State how many lines in the following entries hold the word "NotFound". The reply is that number only.

[Start of section]

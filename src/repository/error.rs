// ==========================================
// 校园考勤核心 - 仓储层错误类型
// ==========================================
// 工具: thiserror 派生宏
// ==========================================

use thiserror::Error;

/// 本地 SQLite 仓储错误类型
#[derive(Error, Debug)]
pub enum RepositoryError {
    // ===== 数据库错误 =====
    #[error("记录未找到: {entity} with id={id}")]
    NotFound { entity: String, id: String },

    #[error("数据库锁获取失败: {0}")]
    LockError(String),

    #[error("数据库查询失败: {0}")]
    DatabaseQueryError(String),

    #[error("唯一约束违反: {0}")]
    UniqueConstraintViolation(String),

    #[error("外键约束违反: {0}")]
    ForeignKeyViolation(String),

    // ===== 数据质量错误 =====
    #[error("字段值错误 (field={field}): {message}")]
    FieldValueError { field: String, message: String },

    // ===== 鉴权错误 =====
    #[error("凭证无效")]
    CredentialRejected,

    #[error(transparent)]
    Other(#[from] anyhow::Error),
}

// 实现 From<rusqlite::Error>
impl From<rusqlite::Error> for RepositoryError {
    fn from(err: rusqlite::Error) -> Self {
        match err {
            rusqlite::Error::SqliteFailure(_, Some(msg)) => {
                if msg.contains("UNIQUE") {
                    RepositoryError::UniqueConstraintViolation(msg)
                } else if msg.contains("FOREIGN KEY") {
                    RepositoryError::ForeignKeyViolation(msg)
                } else {
                    RepositoryError::DatabaseQueryError(msg)
                }
            }
            rusqlite::Error::QueryReturnedNoRows => RepositoryError::NotFound {
                entity: "Unknown".to_string(),
                id: "Unknown".to_string(),
            },
            _ => RepositoryError::DatabaseQueryError(err.to_string()),
        }
    }
}

/// Result 类型别名
pub type RepositoryResult<T> = Result<T, RepositoryError>;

[End of section]

* **TASK OUTPUT**
2